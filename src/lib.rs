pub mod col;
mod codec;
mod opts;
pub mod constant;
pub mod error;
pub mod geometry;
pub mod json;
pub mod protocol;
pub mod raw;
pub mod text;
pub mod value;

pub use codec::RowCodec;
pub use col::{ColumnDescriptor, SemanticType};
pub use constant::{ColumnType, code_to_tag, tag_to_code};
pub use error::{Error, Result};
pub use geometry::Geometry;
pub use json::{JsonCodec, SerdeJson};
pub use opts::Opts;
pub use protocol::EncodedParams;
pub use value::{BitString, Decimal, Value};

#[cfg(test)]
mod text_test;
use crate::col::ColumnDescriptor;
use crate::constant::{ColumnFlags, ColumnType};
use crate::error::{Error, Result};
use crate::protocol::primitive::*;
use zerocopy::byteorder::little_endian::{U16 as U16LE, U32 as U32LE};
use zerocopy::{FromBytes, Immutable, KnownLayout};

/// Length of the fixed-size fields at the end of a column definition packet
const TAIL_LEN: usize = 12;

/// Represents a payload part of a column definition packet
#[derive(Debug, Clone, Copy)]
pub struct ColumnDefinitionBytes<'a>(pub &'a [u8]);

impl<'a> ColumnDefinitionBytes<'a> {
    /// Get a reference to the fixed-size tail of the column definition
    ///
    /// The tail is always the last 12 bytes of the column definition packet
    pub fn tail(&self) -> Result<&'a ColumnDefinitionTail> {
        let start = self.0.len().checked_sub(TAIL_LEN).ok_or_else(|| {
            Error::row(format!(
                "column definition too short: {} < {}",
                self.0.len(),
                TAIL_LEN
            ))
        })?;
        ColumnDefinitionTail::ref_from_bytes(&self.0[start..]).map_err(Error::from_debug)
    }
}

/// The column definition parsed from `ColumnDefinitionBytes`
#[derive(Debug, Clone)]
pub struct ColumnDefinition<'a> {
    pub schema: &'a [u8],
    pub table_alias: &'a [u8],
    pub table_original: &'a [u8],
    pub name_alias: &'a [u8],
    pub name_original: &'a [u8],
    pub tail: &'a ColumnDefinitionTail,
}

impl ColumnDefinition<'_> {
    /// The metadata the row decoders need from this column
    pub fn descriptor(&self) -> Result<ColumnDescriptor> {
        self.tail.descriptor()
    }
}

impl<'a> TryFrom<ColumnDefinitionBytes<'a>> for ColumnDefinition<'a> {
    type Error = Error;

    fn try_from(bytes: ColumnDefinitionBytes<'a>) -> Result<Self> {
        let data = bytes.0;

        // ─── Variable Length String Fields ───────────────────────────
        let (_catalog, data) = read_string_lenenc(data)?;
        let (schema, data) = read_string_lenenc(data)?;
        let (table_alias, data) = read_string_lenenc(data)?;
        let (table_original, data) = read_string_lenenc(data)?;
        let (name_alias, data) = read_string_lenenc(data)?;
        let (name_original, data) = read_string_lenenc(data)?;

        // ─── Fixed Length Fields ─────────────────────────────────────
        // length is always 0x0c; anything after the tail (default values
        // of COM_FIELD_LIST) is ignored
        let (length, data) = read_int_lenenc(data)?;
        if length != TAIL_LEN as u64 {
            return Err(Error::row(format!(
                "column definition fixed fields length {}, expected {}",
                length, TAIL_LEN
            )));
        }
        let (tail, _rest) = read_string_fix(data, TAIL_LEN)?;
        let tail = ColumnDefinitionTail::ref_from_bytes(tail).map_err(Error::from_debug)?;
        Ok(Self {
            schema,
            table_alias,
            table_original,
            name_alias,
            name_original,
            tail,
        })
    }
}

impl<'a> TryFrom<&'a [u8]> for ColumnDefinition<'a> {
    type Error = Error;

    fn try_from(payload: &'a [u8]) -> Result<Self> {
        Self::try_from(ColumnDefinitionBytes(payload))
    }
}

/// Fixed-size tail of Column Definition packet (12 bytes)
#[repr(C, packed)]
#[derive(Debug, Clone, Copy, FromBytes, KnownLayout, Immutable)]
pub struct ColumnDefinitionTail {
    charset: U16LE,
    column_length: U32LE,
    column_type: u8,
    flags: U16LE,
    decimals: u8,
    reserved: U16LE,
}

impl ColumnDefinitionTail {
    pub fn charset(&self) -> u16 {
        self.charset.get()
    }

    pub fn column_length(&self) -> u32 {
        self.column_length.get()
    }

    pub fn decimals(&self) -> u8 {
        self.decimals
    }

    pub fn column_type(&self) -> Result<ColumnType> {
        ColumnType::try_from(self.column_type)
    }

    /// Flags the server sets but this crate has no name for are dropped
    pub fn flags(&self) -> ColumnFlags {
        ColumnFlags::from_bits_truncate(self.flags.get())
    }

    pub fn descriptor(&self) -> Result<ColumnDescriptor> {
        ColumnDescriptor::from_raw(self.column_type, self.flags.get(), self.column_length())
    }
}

▶ [Prompt] The full listing should be reproduced exactly.

▶ [Written answer]
filename src/lib.rs
pub mod col;
mod codec;
mod opts;
pub mod constant;
pub mod error;
pub mod geometry;
pub mod json;
pub mod protocol;
pub mod raw;
pub mod text;
pub mod value;

pub use codec::RowCodec;
pub use col::{ColumnDescriptor, SemanticType};
pub use constant::{ColumnType, code_to_tag, tag_to_code};
pub use error::{Error, Result};
pub use geometry::Geometry;
pub use json::{JsonCodec, SerdeJson};
pub use opts::Opts;
pub use protocol::EncodedParams;
pub use value::{BitString, Decimal, Value};

#[cfg(test)]
mod text_test;
use crate::col::ColumnDescriptor;
use crate::constant::{ColumnFlags, ColumnType};
use crate::error::{Error, Result};
use crate::protocol::primitive::*;
use zerocopy::byteorder::little_endian::{U16 as U16LE, U32 as U32LE};
use zerocopy::{FromBytes, Immutable, KnownLayout};

/// Length of the fixed-size fields at the end of a column definition packet
const TAIL_LEN: usize = 12;

/// Represents a payload part of a column definition packet
#[derive(Debug, Clone, Copy)]
pub struct ColumnDefinitionBytes<'a>(pub &'a [u8]);

impl<'a> ColumnDefinitionBytes<'a> {
    /// Get a reference to the fixed-size tail of the column definition
    ///
    /// The tail is always the last 12 bytes of the column definition packet
    pub fn tail(&self) -> Result<&'a ColumnDefinitionTail> {
        let start = self.0.len().checked_sub(TAIL_LEN).ok_or_else(|| {
            Error::row(format!(
                "column definition too short: {} < {}",
                self.0.len(),
                TAIL_LEN
            ))
        })?;
        ColumnDefinitionTail::ref_from_bytes(&self.0[start..]).map_err(Error::from_debug)
    }
}

/// The column definition parsed from `ColumnDefinitionBytes`
#[derive(Debug, Clone)]
pub struct ColumnDefinition<'a> {
    pub schema: &'a [u8],
    pub table_alias: &'a [u8],
    pub table_original: &'a [u8],
    pub name_alias: &'a [u8],
    pub name_original: &'a [u8],
    pub tail: &'a ColumnDefinitionTail,
}

impl ColumnDefinition<'_> {
    /// The metadata the row decoders need from this column
    pub fn descriptor(&self) -> Result<ColumnDescriptor> {
        self.tail.descriptor()
    }
}

impl<'a> TryFrom<ColumnDefinitionBytes<'a>> for ColumnDefinition<'a> {
    type Error = Error;

    fn try_from(bytes: ColumnDefinitionBytes<'a>) -> Result<Self> {
        let data = bytes.0;

        // ─── Variable Length String Fields ───────────────────────────
        let (_catalog, data) = read_string_lenenc(data)?;
        let (schema, data) = read_string_lenenc(data)?;
        let (table_alias, data) = read_string_lenenc(data)?;
        let (table_original, data) = read_string_lenenc(data)?;
        let (name_alias, data) = read_string_lenenc(data)?;
        let (name_original, data) = read_string_lenenc(data)?;

        // ─── Fixed Length Fields ─────────────────────────────────────
        // length is always 0x0c; anything after the tail (default values
        // of COM_FIELD_LIST) is ignored
        let (length, data) = read_int_lenenc(data)?;
        if length != TAIL_LEN as u64 {
            return Err(Error::row(format!(
                "column definition fixed fields length {}, expected {}",
                length, TAIL_LEN
            )));
        }
        let (tail, _rest) = read_string_fix(data, TAIL_LEN)?;
        let tail = ColumnDefinitionTail::ref_from_bytes(tail).map_err(Error::from_debug)?;
        Ok(Self {
            schema,
            table_alias,
            table_original,
            name_alias,
            name_original,
            tail,
        })
    }
}

impl<'a> TryFrom<&'a [u8]> for ColumnDefinition<'a> {
    type Error = Error;

    fn try_from(payload: &'a [u8]) -> Result<Self> {
        Self::try_from(ColumnDefinitionBytes(payload))
    }
}

/// Fixed-size tail of Column Definition packet (12 bytes)
#[repr(C, packed)]
#[derive(Debug, Clone, Copy, FromBytes, KnownLayout, Immutable)]
pub struct ColumnDefinitionTail {
    charset: U16LE,
    column_length: U32LE,
    column_type: u8,
    flags: U16LE,
    decimals: u8,
    reserved: U16LE,
}

impl ColumnDefinitionTail {
    pub fn charset(&self) -> u16 {
        self.charset.get()
    }

    pub fn column_length(&self) -> u32 {
        self.column_length.get()
    }

    pub fn decimals(&self) -> u8 {
        self.decimals
    }

    pub fn column_type(&self) -> Result<ColumnType> {
        ColumnType::try_from(self.column_type)
    }

    /// Flags the server sets but this crate has no name for are dropped
    pub fn flags(&self) -> ColumnFlags {
        ColumnFlags::from_bits_truncate(self.flags.get())
    }

    pub fn descriptor(&self) -> Result<ColumnDescriptor> {
        ColumnDescriptor::from_raw(self.column_type, self.flags.get(), self.column_length())
    }
}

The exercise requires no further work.